(Data extracted from a collection)
--- START ---

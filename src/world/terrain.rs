use cgmath::{InnerSpace, Vector2, Vector3};

use crate::constants::TERRAIN_SIZE;
use crate::core::mesh::MeshData;
use crate::world::heightmap::Heightmap;

/// A square patch of terrain. Built once at scene setup from a heightmap;
/// afterwards the height grid is immutable and queried every frame for
/// ground clamping.
pub struct Terrain {
    x: f32,
    z: f32,
    /// Per-vertex heights, indexed [column][row].
    heights: Vec<Vec<f32>>,
    mesh: MeshData,
}

impl Terrain {
    pub fn new(grid_x: i32, grid_z: i32, heightmap: &Heightmap) -> Self {
        let (heights, mesh) = generate_terrain(heightmap);
        Terrain {
            x: grid_x as f32 * TERRAIN_SIZE,
            z: grid_z as f32 * TERRAIN_SIZE,
            heights,
            mesh,
        }
    }

    pub fn x(&self) -> f32 {
        self.x
    }

    pub fn z(&self) -> f32 {
        self.z
    }

    pub fn mesh(&self) -> &MeshData {
        &self.mesh
    }

    /// Interpolated terrain height under a world-space (x, z) point.
    ///
    /// Each grid cell is split into two triangles along the diagonal from
    /// local (0,1) to (1,0); the containing triangle's corner heights are
    /// blended barycentrically. Points off the terrain yield a flat 0 —
    /// callers tolerate that, it is not an error.
    pub fn height_at(&self, world_x: f32, world_z: f32) -> f32 {
        let terrain_x = world_x - self.x;
        let terrain_z = world_z - self.z;
        let side = self.heights.len();
        let grid_square_size = TERRAIN_SIZE / (side as f32 - 1.0);
        let grid_x = (terrain_x / grid_square_size).floor() as i32;
        let grid_z = (terrain_z / grid_square_size).floor() as i32;

        if grid_x < 0 || grid_z < 0 || grid_x >= side as i32 - 1 || grid_z >= side as i32 - 1 {
            return 0.0;
        }
        let (gx, gz) = (grid_x as usize, grid_z as usize);

        let x_coord = (terrain_x % grid_square_size) / grid_square_size;
        let z_coord = (terrain_z % grid_square_size) / grid_square_size;

        if x_coord <= 1.0 - z_coord {
            barycentric(
                Vector3::new(0.0, self.heights[gx][gz], 0.0),
                Vector3::new(1.0, self.heights[gx + 1][gz], 0.0),
                Vector3::new(0.0, self.heights[gx][gz + 1], 1.0),
                Vector2::new(x_coord, z_coord),
            )
        } else {
            barycentric(
                Vector3::new(1.0, self.heights[gx + 1][gz], 0.0),
                Vector3::new(1.0, self.heights[gx + 1][gz + 1], 1.0),
                Vector3::new(0.0, self.heights[gx][gz + 1], 1.0),
                Vector2::new(x_coord, z_coord),
            )
        }
    }
}

/// Height of a point inside a triangle given the three corners as
/// (x, height, z), by area-ratio weights over the projected (x, z) plane.
pub fn barycentric(p1: Vector3<f32>, p2: Vector3<f32>, p3: Vector3<f32>, pos: Vector2<f32>) -> f32 {
    let det = (p2.z - p3.z) * (p1.x - p3.x) + (p3.x - p2.x) * (p1.z - p3.z);
    let l1 = ((p2.z - p3.z) * (pos.x - p3.x) + (p3.x - p2.x) * (pos.y - p3.z)) / det;
    let l2 = ((p3.z - p1.z) * (pos.x - p3.x) + (p1.x - p3.x) * (pos.y - p3.z)) / det;
    let l3 = 1.0 - l1 - l2;
    l1 * p1.y + l2 * p2.y + l3 * p3.y
}

/// Builds the terrain mesh from an N×N heightmap: N² vertices on a uniform
/// planar grid scaled to TERRAIN_SIZE, central-difference normals, [0,1]²
/// texture coordinates and two consistently wound triangles per cell.
///
/// Rows advance along +z and columns along +x; the index winding below
/// assumes exactly that vertex order, so both loops must stay row-major.
fn generate_terrain(heightmap: &Heightmap) -> (Vec<Vec<f32>>, MeshData) {
    let vertex_count = heightmap.side() as usize;
    let count = vertex_count * vertex_count;
    let last = vertex_count as f32 - 1.0;

    let mut heights = vec![vec![0.0f32; vertex_count]; vertex_count];
    let mut positions = Vec::with_capacity(count * 3);
    let mut normals = Vec::with_capacity(count * 3);
    let mut uvs = Vec::with_capacity(count * 2);

    for i in 0..vertex_count {
        for j in 0..vertex_count {
            let height = heightmap.sample_height(j as i32, i as i32);
            heights[j][i] = height;
            positions.push(j as f32 / last * TERRAIN_SIZE);
            positions.push(height);
            positions.push(i as f32 / last * TERRAIN_SIZE);

            let normal = surface_normal(heightmap, j as i32, i as i32);
            normals.push(normal.x);
            normals.push(normal.y);
            normals.push(normal.z);

            uvs.push(j as f32 / last);
            uvs.push(i as f32 / last);
        }
    }

    let mut indices = Vec::with_capacity(6 * (vertex_count - 1) * (vertex_count - 1));
    for gz in 0..vertex_count - 1 {
        for gx in 0..vertex_count - 1 {
            let top_left = (gz * vertex_count + gx) as u32;
            let top_right = top_left + 1;
            let bottom_left = ((gz + 1) * vertex_count + gx) as u32;
            let bottom_right = bottom_left + 1;
            indices.extend_from_slice(&[
                top_left,
                bottom_left,
                top_right,
                top_right,
                bottom_left,
                bottom_right,
            ]);
        }
    }

    let mesh = MeshData {
        positions,
        uvs,
        normals,
        tangents: None,
        indices,
        furthest_point: TERRAIN_SIZE * std::f32::consts::SQRT_2,
    };
    (heights, mesh)
}

/// Central differencing over the four cardinal neighbours; the fixed 2.0 in
/// the y component sets the slope scale.
fn surface_normal(heightmap: &Heightmap, x: i32, z: i32) -> Vector3<f32> {
    let height_l = heightmap.sample_height(x - 1, z);
    let height_r = heightmap.sample_height(x + 1, z);
    let height_d = heightmap.sample_height(x, z - 1);
    let height_u = heightmap.sample_height(x, z + 1);
    Vector3::new(height_l - height_r, 2.0, height_d - height_u).normalize()
}

#[cfg(test)]
mod tests {
    use super::*;
    use crate::constants::MAX_HEIGHT;

    fn flat_map(side: u32) -> Heightmap {
        let img = image::RgbaImage::from_pixel(side, side, image::Rgba([0, 0, 0, 255]));
        Heightmap::from_image(&img).unwrap()
    }

    fn bumpy_map(side: u32) -> Heightmap {
        Heightmap::procedural(side, 5666778)
    }

    #[test]
    fn flat_three_by_three_terrain() {
        // 3x3 all-zero heightmap at grid (0, 0): 9 vertices, 24 indices,
        // flat everywhere including the patch centre.
        let terrain = Terrain::new(0, 0, &flat_map(3));
        assert_eq!(terrain.mesh().vertex_count(), 9);
        assert_eq!(terrain.mesh().index_count(), 24);
        assert!(terrain.mesh().positions.iter().skip(1).step_by(3).all(|&y| y == 0.0));
        assert_eq!(terrain.height_at(800.0, 800.0), 0.0);

        // Same scenario placed at grid (0, -1), queried at its centre.
        let shifted = Terrain::new(0, -1, &flat_map(3));
        assert_eq!(shifted.height_at(800.0, -800.0), 0.0);
    }

    #[test]
    fn mesh_counts_match_grid_side() {
        for side in [2u32, 5, 16] {
            let terrain = Terrain::new(0, 0, &bumpy_map(side));
            let n = side as usize;
            assert_eq!(terrain.mesh().vertex_count(), n * n);
            assert_eq!(terrain.mesh().index_count(), 6 * (n - 1) * (n - 1));
            assert_eq!(terrain.mesh().uvs.len(), n * n * 2);
            assert_eq!(terrain.mesh().normals.len(), n * n * 3);
        }
    }

    #[test]
    fn vertex_heights_round_trip_through_the_grid() {
        let map = bumpy_map(8);
        let terrain = Terrain::new(0, 0, &map);
        let n = 8usize;
        for i in 0..n {
            for j in 0..n {
                let y = terrain.mesh().positions[(i * n + j) * 3 + 1];
                assert_eq!(y, map.sample_height(j as i32, i as i32));
                assert!(y.abs() <= MAX_HEIGHT);
            }
        }
    }

    #[test]
    fn query_at_grid_vertices_is_exact() {
        let map = bumpy_map(8);
        let terrain = Terrain::new(0, 0, &map);
        let cell = TERRAIN_SIZE / 7.0;
        // Interior vertices; the last row/column sits on the rejected edge.
        for gx in 0..7 {
            for gz in 0..7 {
                let expected = map.sample_height(gx, gz);
                let got = terrain.height_at(gx as f32 * cell, gz as f32 * cell);
                assert!(
                    (got - expected).abs() < 1e-3,
                    "vertex ({}, {}): {} vs {}",
                    gx,
                    gz,
                    got,
                    expected
                );
            }
        }
    }

    #[test]
    fn height_is_continuous_across_the_diagonal_split() {
        let terrain = Terrain::new(0, 0, &bumpy_map(8));
        let cell = TERRAIN_SIZE / 7.0;
        // Mid-point of the diagonal in cell (2, 3), approached from both
        // triangles.
        let x = 2.0 * cell + cell * 0.5;
        let z = 3.0 * cell + cell * 0.5;
        let eps = cell * 1e-4;
        let left = terrain.height_at(x - eps, z);
        let right = terrain.height_at(x + eps, z);
        assert!((left - right).abs() < 1e-2, "{} vs {}", left, right);
    }

    #[test]
    fn off_terrain_queries_return_zero() {
        let terrain = Terrain::new(0, 0, &bumpy_map(8));
        assert_eq!(terrain.height_at(-1000.0, 100.0), 0.0);
        assert_eq!(terrain.height_at(100.0, -1000.0), 0.0);
        assert_eq!(terrain.height_at(TERRAIN_SIZE + 1.0, 100.0), 0.0);
        assert_eq!(terrain.height_at(-0.5, -0.5), 0.0);
    }

    #[test]
    fn queries_respect_the_grid_offset() {
        let map = bumpy_map(8);
        let at_origin = Terrain::new(0, 0, &map);
        let shifted = Terrain::new(0, -1, &map);
        let (x, z) = (321.0, 123.0);
        let expected = at_origin.height_at(x, z);
        assert!((shifted.height_at(x, z - TERRAIN_SIZE) - expected).abs() < 1e-4);
        // The same world point is off the shifted patch entirely.
        assert_eq!(shifted.height_at(x, z), 0.0);
    }

    #[test]
    fn barycentric_reproduces_corner_heights() {
        let p1 = Vector3::new(0.0, 4.0, 0.0);
        let p2 = Vector3::new(1.0, 8.0, 0.0);
        let p3 = Vector3::new(0.0, -2.0, 1.0);
        assert!((barycentric(p1, p2, p3, Vector2::new(0.0, 0.0)) - 4.0).abs() < 1e-6);
        assert!((barycentric(p1, p2, p3, Vector2::new(1.0, 0.0)) - 8.0).abs() < 1e-6);
        assert!((barycentric(p1, p2, p3, Vector2::new(0.0, 1.0)) + 2.0).abs() < 1e-6);
        // Centroid averages the three corners.
        let centre = barycentric(p1, p2, p3, Vector2::new(1.0 / 3.0, 1.0 / 3.0));
        assert!((centre - 10.0 / 3.0).abs() < 1e-5);
    }

    #[test]
    fn terrain_normals_are_unit_length_and_upward() {
        let terrain = Terrain::new(0, 0, &bumpy_map(8));
        let normals = &terrain.mesh().normals;
        for n in normals.chunks(3) {
            let len = (n[0] * n[0] + n[1] * n[1] + n[2] * n[2]).sqrt();
            assert!((len - 1.0).abs() < 1e-4);
            assert!(n[1] > 0.0);
        }
    }
}
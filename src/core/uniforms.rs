use bytemuck::{Pod, Zeroable};

use crate::constants::MAX_LIGHTS;

#[repr(C)]
#[derive(Copy, Clone, Pod, Zeroable)]
pub struct Uniforms {
    pub view_proj: [[f32; 4]; 4],
    /// View-projection with the camera translation removed, for the skybox.
    pub sky_view_proj: [[f32; 4]; 4],
    pub camera_pos: [f32; 3],
    pub time: f32,
    pub fog_colour: [f32; 3],
    /// Day-night blend factor for the skybox cubemap pair.
    pub sky_blend: f32,
    /// Camera basis vectors for particle billboarding.
    pub camera_right: [f32; 3],
    pub _pad0: f32,
    pub camera_up: [f32; 3],
    pub _pad1: f32,
    /// xyz = world position, w = 1.0 while the light slot is in use.
    pub light_positions: [[f32; 4]; MAX_LIGHTS],
    pub light_colours: [[f32; 4]; MAX_LIGHTS],
    /// Attenuation coefficients (constant, linear, quadratic).
    pub light_attenuations: [[f32; 4]; MAX_LIGHTS],
}
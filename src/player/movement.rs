use crate::constants::{GRAVITY, JUMP_POWER, RUN_SPEED, TURN_SPEED};
use crate::player::input::InputState;
use crate::scene::Entity;
use crate::world::Terrain;

/// Movement capability attached to the player entity. Kept separate from
/// `Entity` so static scenery carries no movement state.
pub struct Mover {
    speed: f32,
    turn_speed: f32,
    y_speed: f32,
    in_air: bool,
}

impl Mover {
    pub fn new() -> Self {
        Mover {
            speed: 0.0,
            turn_speed: 0.0,
            y_speed: 0.0,
            in_air: false,
        }
    }

    pub fn update(&mut self, entity: &mut Entity, terrain: &Terrain, input: &InputState, dt: f32) {
        self.read_input(input);

        entity.increase_rotation(0.0, self.turn_speed * dt, 0.0);
        let distance = self.speed * dt;
        let dx = distance * entity.rotation_y.to_radians().sin();
        let dz = distance * entity.rotation_y.to_radians().cos();
        entity.increase_position(dx, 0.0, dz);

        self.y_speed += GRAVITY * dt;
        entity.increase_position(0.0, self.y_speed * dt, 0.0);

        let terrain_height = terrain.height_at(entity.position.x, entity.position.z);
        if entity.position.y < terrain_height {
            self.y_speed = 0.0;
            self.in_air = false;
            entity.position.y = terrain_height;
        }
    }

    fn read_input(&mut self, input: &InputState) {
        self.speed = if input.forward {
            RUN_SPEED
        } else if input.backward {
            -RUN_SPEED
        } else {
            0.0
        };

        self.turn_speed = if input.right {
            -TURN_SPEED
        } else if input.left {
            TURN_SPEED
        } else {
            0.0
        };

        if input.jump && !self.in_air {
            self.y_speed = JUMP_POWER;
            self.in_air = true;
        }
    }
}

#[cfg(test)]
mod tests {
    use super::*;
    use crate::world::Heightmap;
    use cgmath::Vector3;

    fn flat_terrain() -> Terrain {
        let img = image::RgbaImage::from_pixel(3, 3, image::Rgba([0, 0, 0, 255]));
        Terrain::new(0, 0, &Heightmap::from_image(&img).unwrap())
    }

    fn player() -> Entity {
        Entity::new(0, Vector3::new(800.0, 0.0, 800.0), 0.0, 0.0, 0.0, 1.0)
    }

    #[test]
    fn gravity_clamps_the_player_onto_the_terrain() {
        let terrain = flat_terrain();
        let mut entity = player();
        entity.position.y = 5.0;
        let mut mover = Mover::new();
        let input = InputState::default();

        for _ in 0..120 {
            mover.update(&mut entity, &terrain, &input, 1.0 / 60.0);
        }
        assert_eq!(entity.position.y, 0.0);
    }

    #[test]
    fn running_forward_moves_along_the_facing_direction() {
        let terrain = flat_terrain();
        let mut entity = player();
        let mut mover = Mover::new();
        let mut input = InputState::default();
        input.forward = true;

        mover.update(&mut entity, &terrain, &input, 0.5);
        // Facing rotation_y = 0: forward is +z.
        assert!((entity.position.z - 800.0 - RUN_SPEED * 0.5).abs() < 1e-3);
        assert!((entity.position.x - 800.0).abs() < 1e-3);
    }

    #[test]
    fn turning_changes_heading_over_time() {
        let terrain = flat_terrain();
        let mut entity = player();
        let mut mover = Mover::new();
        let mut input = InputState::default();
        input.left = true;

        mover.update(&mut entity, &terrain, &input, 0.25);
        assert!((entity.rotation_y - TURN_SPEED * 0.25).abs() < 1e-3);
    }

    #[test]
    fn jump_is_ignored_while_airborne() {
        let terrain = flat_terrain();
        let mut entity = player();
        let mut mover = Mover::new();
        let mut input = InputState::default();
        input.jump = true;

        mover.update(&mut entity, &terrain, &input, 1.0 / 60.0);
        let first_jump_y = entity.position.y;
        assert!(first_jump_y > 0.0);

        // Still rising; a second jump press must not re-launch.
        mover.update(&mut entity, &terrain, &input, 1.0 / 60.0);
        let risen = entity.position.y - first_jump_y;
        assert!(risen < JUMP_POWER / 60.0 + 1e-3);
    }

    #[test]
    fn landing_restores_the_ability_to_jump() {
        let terrain = flat_terrain();
        let mut entity = player();
        let mut mover = Mover::new();
        let mut input = InputState::default();
        input.jump = true;

        // Jump, then fall back down.
        for _ in 0..240 {
            mover.update(&mut entity, &terrain, &input, 1.0 / 60.0);
        }
        // A full cycle later the player is jumping again, so it left the
        // ground at least once more.
        let airborne = entity.position.y > 0.0;
        assert!(airborne);
    }
}
//! Terrain generation and height queries
//! The heightmap sampler feeds the mesh builder once at startup; the height
//! query runs every frame.

pub mod heightmap;
pub mod terrain;

// Re-export commonly used types
pub use heightmap::Heightmap;
pub use terrain::Terrain;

--- END ---

### Requirement
Check each line of the data above, and please copy the ones in which the string "constants" occurs.

### Answer space
use crate::constants::TERRAIN_SIZE;
    use crate::constants::MAX_HEIGHT;
use crate::constants::MAX_LIGHTS;
use crate::constants::{GRAVITY, JUMP_POWER, RUN_SPEED, TURN_SPEED};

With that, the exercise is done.